-------- DATA FOR THIS TASK --------
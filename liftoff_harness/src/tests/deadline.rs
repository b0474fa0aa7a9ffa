// Copyright 2026 the Liftoff Authors
// SPDX-License-Identifier: Apache-2.0 OR MIT

//! The search stops trying new pairings once its time budget is spent.
//!
//! The mock clock only moves on commits, so the budget is counted in test
//! commits here.

use liftoff_core::config::{AllocatorConfig, ApplyOptions};
use liftoff_core::plane::PlaneKind;

use super::{layer, output, traced_device};
use crate::{MockKms, apply_and_commit};

struct Setup {
    kms: MockKms,
    primary: u32,
    overlay: u32,
}

fn setup(commit_cost: u64) -> Setup {
    let mut kms = MockKms::new();
    let primary = kms.create_plane(PlaneKind::Primary);
    let overlay = kms.create_plane(PlaneKind::Overlay);
    kms.set_commit_cost(commit_cost);
    Setup {
        kms,
        primary,
        overlay,
    }
}

#[test]
fn budget_cuts_the_search_short() {
    let Setup {
        kms,
        primary,
        overlay,
    } = setup(600_000);
    let mut device = traced_device(kms);
    let output = output(&mut device);
    let full = layer(&mut device, output, 0, 0, 1920, 1080);
    let small = layer(&mut device, output, 0, 0, 100, 100);
    device.kms_mut().add_compatible_layer(primary, full);
    device.kms_mut().add_compatible_layer(overlay, small);

    // Two test commits fit in the default 1 ms budget; the first complete
    // allocation is kept.
    apply_and_commit(&mut device, output, &ApplyOptions::default()).unwrap();
    assert_eq!(device.layer(full).plane(), Some(primary));
    assert_eq!(device.layer(small).plane(), Some(overlay));
    assert_eq!(device.test_commit_count(), 2);
    assert_eq!(device.sink().deadlines.len(), 1);
    assert_eq!(device.sink().deadlines[0].plane_id, primary);
}

#[test]
fn zero_budget_falls_back_to_the_default() {
    let Setup {
        kms,
        primary,
        overlay,
    } = setup(600_000);
    let mut device = traced_device(kms);
    let output = output(&mut device);
    let full = layer(&mut device, output, 0, 0, 1920, 1080);
    let small = layer(&mut device, output, 0, 0, 100, 100);
    device.kms_mut().add_compatible_layer(primary, full);
    device.kms_mut().add_compatible_layer(overlay, small);

    // Same outcome as the 1 ms default: two test commits, both layers placed.
    apply_and_commit(&mut device, output, &ApplyOptions::with_timeout_ns(0)).unwrap();
    assert_eq!(device.test_commit_count(), 2);
    assert_eq!(device.layer(full).plane(), Some(primary));
    assert_eq!(device.layer(small).plane(), Some(overlay));
    assert!(!device.output_needs_composition(output));
}

#[test]
fn device_default_budget_is_configurable() {
    let Setup {
        kms,
        primary,
        overlay,
    } = setup(600_000);
    let config = AllocatorConfig::DEFAULT.with_default_timeout_ns(500_000);
    let mut device = traced_device(kms).with_config(config);
    let output = output(&mut device);
    let full = layer(&mut device, output, 0, 0, 1920, 1080);
    let small = layer(&mut device, output, 0, 0, 100, 100);
    device.kms_mut().add_compatible_layer(primary, full);
    device.kms_mut().add_compatible_layer(overlay, small);

    // The first test commit already spends the budget.
    apply_and_commit(&mut device, output, &ApplyOptions::default()).unwrap();
    assert_eq!(device.test_commit_count(), 1);
    assert_eq!(device.layer(full).plane(), Some(primary));
    assert_eq!(device.layer(small).plane(), None);
    assert_eq!(device.sink().deadlines[0].plane_id, overlay);
}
--------
Print each entry above exactly as given.

filename liftoff_harness/src/tests/deadline.rs
repository b0474fa0aa7a9ffa
// Copyright 2026 the Liftoff Authors
// SPDX-License-Identifier: Apache-2.0 OR MIT

//! The search stops trying new pairings once its time budget is spent.
//!
//! The mock clock only moves on commits, so the budget is counted in test
//! commits here.

use liftoff_core::config::{AllocatorConfig, ApplyOptions};
use liftoff_core::plane::PlaneKind;

use super::{layer, output, traced_device};
use crate::{MockKms, apply_and_commit};

struct Setup {
    kms: MockKms,
    primary: u32,
    overlay: u32,
}

fn setup(commit_cost: u64) -> Setup {
    let mut kms = MockKms::new();
    let primary = kms.create_plane(PlaneKind::Primary);
    let overlay = kms.create_plane(PlaneKind::Overlay);
    kms.set_commit_cost(commit_cost);
    Setup {
        kms,
        primary,
        overlay,
    }
}

#[test]
fn budget_cuts_the_search_short() {
    let Setup {
        kms,
        primary,
        overlay,
    } = setup(600_000);
    let mut device = traced_device(kms);
    let output = output(&mut device);
    let full = layer(&mut device, output, 0, 0, 1920, 1080);
    let small = layer(&mut device, output, 0, 0, 100, 100);
    device.kms_mut().add_compatible_layer(primary, full);
    device.kms_mut().add_compatible_layer(overlay, small);

    // Two test commits fit in the default 1 ms budget; the first complete
    // allocation is kept.
    apply_and_commit(&mut device, output, &ApplyOptions::default()).unwrap();
    assert_eq!(device.layer(full).plane(), Some(primary));
    assert_eq!(device.layer(small).plane(), Some(overlay));
    assert_eq!(device.test_commit_count(), 2);
    assert_eq!(device.sink().deadlines.len(), 1);
    assert_eq!(device.sink().deadlines[0].plane_id, primary);
}

#[test]
fn zero_budget_falls_back_to_the_default() {
    let Setup {
        kms,
        primary,
        overlay,
    } = setup(600_000);
    let mut device = traced_device(kms);
    let output = output(&mut device);
    let full = layer(&mut device, output, 0, 0, 1920, 1080);
    let small = layer(&mut device, output, 0, 0, 100, 100);
    device.kms_mut().add_compatible_layer(primary, full);
    device.kms_mut().add_compatible_layer(overlay, small);

    // Same outcome as the 1 ms default: two test commits, both layers placed.
    apply_and_commit(&mut device, output, &ApplyOptions::with_timeout_ns(0)).unwrap();
    assert_eq!(device.test_commit_count(), 2);
    assert_eq!(device.layer(full).plane(), Some(primary));
    assert_eq!(device.layer(small).plane(), Some(overlay));
    assert!(!device.output_needs_composition(output));
}

#[test]
fn device_default_budget_is_configurable() {
    let Setup {
        kms,
        primary,
        overlay,
    } = setup(600_000);
    let config = AllocatorConfig::DEFAULT.with_default_timeout_ns(500_000);
    let mut device = traced_device(kms).with_config(config);
    let output = output(&mut device);
    let full = layer(&mut device, output, 0, 0, 1920, 1080);
    let small = layer(&mut device, output, 0, 0, 100, 100);
    device.kms_mut().add_compatible_layer(primary, full);
    device.kms_mut().add_compatible_layer(overlay, small);

    // The first test commit already spends the budget.
    apply_and_commit(&mut device, output, &ApplyOptions::default()).unwrap();
    assert_eq!(device.test_commit_count(), 1);
    assert_eq!(device.layer(full).plane(), Some(primary));
    assert_eq!(device.layer(small).plane(), None);
    assert_eq!(device.sink().deadlines[0].plane_id, overlay);
}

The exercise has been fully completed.